The limit of $e$ raised to the power $3$ plus $x$ minus $\sin{x}$ minus $e$ raised to the power $3$ by $x$ as $x$ approaches to $0$ is solved in fundamental limit method and it will be solved here by L’Hospital’s Rule (or L’Hopital’s rule)

$\displaystyle \large \lim_{x\,\to\,0}{\normalsize \dfrac{e^{3\displaystyle +x}-\sin{x}-e^3}{x}}$

Let’s get started to learn how to find the limit of the given rational function by L’Hopital’s Rule (or L’Hospital’s Rule).

Calculate the Limit by the Direct substitution

Let us try to find the limit of the given rational function by using direct substitution method as the value of $x$ approaches to $0$.

$=\,\,\,$ $\dfrac{e^{3 \displaystyle + \small 0}-\sin{(0)}-e^3}{0}$

$=\,\,\,$ $\dfrac{e^3-0-e^3}{0}$

The sine of angle zero radian is equal to zero as per the trigonometric mathematics.

$=\,\,\,$ $\dfrac{e^3-e^3}{0}$

$=\,\,\,$ $\dfrac{0}{0}$

It is evaluated that the limit of the function is indeterminate. Hence, it is better to think about an alternative mathematical approach to find its limit.

Differentiate the Numerator and Denominator

The given function is eligible for evaluating its limit by the L’Hopital’s Rule (or L’Hospital’s Rule). Now, differentiate the expressions in both numerator and denominator with respect to $x$.

$=\,\,\,$ $\displaystyle \large \lim_{x\,\to\,0}{\normalsize \dfrac{\dfrac{d}{dx}\Big(e^{3\large +\Large x}-\sin{x}-e^3\Big)}{\dfrac{d}{dx}{(x)}}}$

The derivative of the difference of the terms can be evaluated as per the difference rule of the differentiation.

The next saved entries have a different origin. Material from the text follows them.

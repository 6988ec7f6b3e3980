//! Mount table inspection via `/proc/self/mounts`.

use reconcile::{HostError, HostResult, MountFlags, MountInspector};
use std::fs;
use std::path::{Path, PathBuf};

pub struct ProcMounts {
    table: PathBuf,
}

impl Default for ProcMounts {
    fn default() -> Self {
        Self::new("/proc/self/mounts")
    }
}

impl ProcMounts {
    pub fn new(table: impl Into<PathBuf>) -> Self {
        Self {
            table: table.into(),
        }
    }
}

impl MountInspector for ProcMounts {
    fn flags_for(&self, path: &Path) -> HostResult<MountFlags> {
        let content = fs::read_to_string(&self.table).map_err(|e| HostError::io(&self.table, e))?;
        // Best effort: a path that does not exist yet is matched as written
        let resolved = nearest_existing(path)
            .and_then(|p| p.canonicalize().ok())
            .unwrap_or_else(|| path.to_path_buf());
        longest_match(&content, &resolved).ok_or_else(|| {
            HostError::Unsupported(format!("no mount found for {}", path.display()))
        })
    }
}

fn nearest_existing(path: &Path) -> Option<&Path> {
    path.ancestors().find(|p| p.exists())
}

/// Flags of the mount whose mount point is the longest prefix of `path`
pub fn longest_match(table: &str, path: &Path) -> Option<MountFlags> {
    table
        .lines()
        .filter_map(parse_line)
        .filter(|flags| path.starts_with(&flags.mount_point))
        .max_by_key(|flags| flags.mount_point.as_os_str().len())
}

fn parse_line(line: &str) -> Option<MountFlags> {
    let mut fields = line.split_whitespace();
    let _device = fields.next()?;
    let mount_point = unescape(fields.next()?);
    let fs_type = fields.next()?.to_string();
    let options = fields.next()?;

    let has = |opt: &str| options.split(',').any(|o| o == opt);
    Some(MountFlags {
        mount_point: PathBuf::from(mount_point),
        fs_type,
        read_only: has("ro"),
        nosuid: has("nosuid"),
    })
}

/// Undo the kernel's octal escaping of spaces, tabs and backslashes
fn unescape(field: &str) -> String {
    let mut out = String::with_capacity(field.len());
    let mut rest = field;
    while let Some(pos) = rest.find('\\') {
        out.push_str(&rest[..pos]);
        let code = rest.get(pos + 1..pos + 4);
        match code.and_then(|c| u8::from_str_radix(c, 8).ok()) {
            Some(byte) => {
                out.push(char::from(byte));
                rest = &rest[pos + 4..];
            }
            None => {
                out.push('\\');
                rest = &rest[pos + 1..];
            }
        }
    }
    out.push_str(rest);
    out
}

#[cfg(test)]
mod tests {
    use super::*;

    const TABLE: &str = "\
/dev/sda1 / ext4 rw,relatime 0 0
tmpfs /tmp tmpfs rw,nosuid,nodev 0 0
/dev/sdb1 /srv ext4 ro,relatime 0 0
C:\\134 /mnt/c 9p rw,noatime,dirsync,aname=drvfs 0 0
/dev/sdc1 /media/usb\\040stick vfat rw,nosuid,nodev 0 0
";

    #[test]
    fn test_longest_prefix_wins() {
        let flags = longest_match(TABLE, Path::new("/tmp/x/suid-helper")).unwrap();
        assert_eq!(flags.mount_point, PathBuf::from("/tmp"));
        assert!(flags.nosuid);

        let flags = longest_match(TABLE, Path::new("/etc/sudoers")).unwrap();
        assert_eq!(flags.mount_point, PathBuf::from("/"));
        assert!(!flags.nosuid);
        assert!(!flags.read_only);
    }

    #[test]
    fn test_component_prefix_not_string_prefix() {
        let flags = longest_match(TABLE, Path::new("/srvdata/file")).unwrap();
        assert_eq!(flags.mount_point, PathBuf::from("/"));
        assert!(longest_match(TABLE, Path::new("/srv/www")).unwrap().read_only);
    }

    #[test]
    fn test_permission_mapping_filesystems() {
        let flags = longest_match(TABLE, Path::new("/mnt/c/Users")).unwrap();
        assert_eq!(flags.fs_type, "9p");
        assert!(flags.maps_permissions());
    }

    #[test]
    fn test_escaped_mount_point() {
        let flags = longest_match(TABLE, Path::new("/media/usb stick/a")).unwrap();
        assert_eq!(flags.mount_point, PathBuf::from("/media/usb stick"));
        assert_eq!(flags.fs_type, "vfat");
    }

    #[test]
    fn test_reads_table_file() {
        let temp = tempfile::TempDir::new().unwrap();
        let table = temp.path().join("mounts");
        fs::write(&table, TABLE).unwrap();
        let flags = ProcMounts::new(&table)
            .flags_for(Path::new("/tmp/does-not-exist-yet"))
            .unwrap();
        assert_eq!(flags.fs_type, "tmpfs");
    }
}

$=\,\,\,$ $\displaystyle \large \lim_{x\,\to\,0}{\normalsize \dfrac{\dfrac{d}{dx}\big(e^{3\large +\Large x}\big)-\dfrac{d}{dx}{\sin{x}}-\dfrac{d}{dx}{(e^3)}}{\dfrac{d}{dx}{(x)}}}$

The $e$ raised to the power $3$ plus $x$ can be split as a product of two quantities in exponential notation as per the product rule of the exponents.

$=\,\,\,$ $\displaystyle \large \lim_{x\,\to\,0}{\normalsize \dfrac{\dfrac{d}{dx}\big(e^3 \times e^{\Large x}\big)-\dfrac{d}{dx}{\sin{x}}-\dfrac{d}{dx}{(e^3)}}{\dfrac{d}{dx}{(x)}}}$

The factor $e$ raised to the power $3$vcolkfaZZ is a constant. Hence, it can be separated from the differentiation by using the constant multiple rule of the limits.

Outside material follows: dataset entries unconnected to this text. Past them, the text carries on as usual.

//! Centralized path resolution for converge
//!
//! # Environment Variables
//!
//! - `CONVERGE_STATE_DIR` - Override the state directory (reports, backups)
//!
//! # Path Resolution Priority
//!
//! For state_dir():
//! 1. `CONVERGE_STATE_DIR` environment variable
//! 2. `/var/lib/converge` when running as root
//! 3. `XDG_STATE_HOME/converge` (if set)
//! 4. `~/.local/state/converge`

use anyhow::{Context, Result, anyhow};
use std::path::PathBuf;

/// Environment variable for state directory override
pub const ENV_STATE_DIR: &str = "CONVERGE_STATE_DIR";

/// State directory used by root runs
pub const SYSTEM_STATE_DIR: &str = "/var/lib/converge";

/// Get the converge state directory path
pub fn state_dir(is_root: bool) -> Result<PathBuf> {
    if let Ok(dir) = std::env::var(ENV_STATE_DIR) {
        let path = expand(&dir);
        log::debug!("Using state dir from {}: {}", ENV_STATE_DIR, path.display());
        return Ok(path);
    }

    if is_root {
        log::debug!("Using system state dir: {SYSTEM_STATE_DIR}");
        return Ok(PathBuf::from(SYSTEM_STATE_DIR));
    }

    if let Ok(xdg_state) = std::env::var("XDG_STATE_HOME") {
        let path = PathBuf::from(xdg_state).join("converge");
        log::debug!("Using XDG_STATE_HOME: {}", path.display());
        return Ok(path);
    }

    let home = dirs::home_dir().context("Could not determine home directory")?;
    let path = home.join(".local").join("state").join("converge");
    log::debug!("Using default state dir: {}", path.display());
    Ok(path)
}

/// Default location for run reports
pub fn reports_dir(is_root: bool) -> Result<PathBuf> {
    Ok(state_dir(is_root)?.join("reports"))
}

/// Default location for per-run backups
pub fn backups_dir(is_root: bool) -> Result<PathBuf> {
    Ok(state_dir(is_root)?.join("backups"))
}

/// Expand ~ and environment variables, leaving unknown variables as written.
pub fn expand(path: &str) -> PathBuf {
    let expanded = shellexpand::full(path).unwrap_or(std::borrow::Cow::Borrowed(path));
    PathBuf::from(expanded.as_ref())
}

/// Expand ~ and environment variables, failing on undefined variables.
pub fn expand_strict(path: &str) -> Result<PathBuf> {
    let expanded = shellexpand::full(path)
        .map_err(|e| anyhow!("cannot expand '{path}': ${} is not set", e.var_name))?;
    Ok(PathBuf::from(expanded.as_ref()))
}

// ============================================================================
// Tests
// ============================================================================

$=\,\,\,$ $\displaystyle \large \lim_{x\,\to\,0}{\normalsize \dfrac{e^3 \times \dfrac{d}{dx}\big(e^{\Large x}\big)-\dfrac{d}{dx}{\sin{x}}-\dfrac{d}{dx}{(e^3)}}{\dfrac{d}{dx}{(x)}}}$

Use derivative rule of natural exponential function, derivative rule of sine function and derivative rule of a constant to find the derivatives in the numerator. Similarly, find the derivative of the variable by using the derivative rule of a variable.

$=\,\,\,$ $\displaystyle \large \lim_{x\,\to\,0}{\normalsize \dfrac{e^3 \times e^{\Large x}-\cos{x}-0}{1}}$

$=\,\,\,$ $\displaystyle \large \lim_{x\,\to\,0}{\normalsize \big(e^3 \times e^{\Large x}-\cos{x}\big)}$

Evaluate the Limit by the Direct substitution

Now, use the direct substitution method one more time to find the limit of the function as the value of $x$ approaches to zero.

$=\,\,\,$ $e^3 \times e^0-\cos{(0)}$

According to the zero power rule, the mathematical constant $e$ raised to the power zero is equal to one. The cosine of angle zero radian is equal to one as per the trigonometry.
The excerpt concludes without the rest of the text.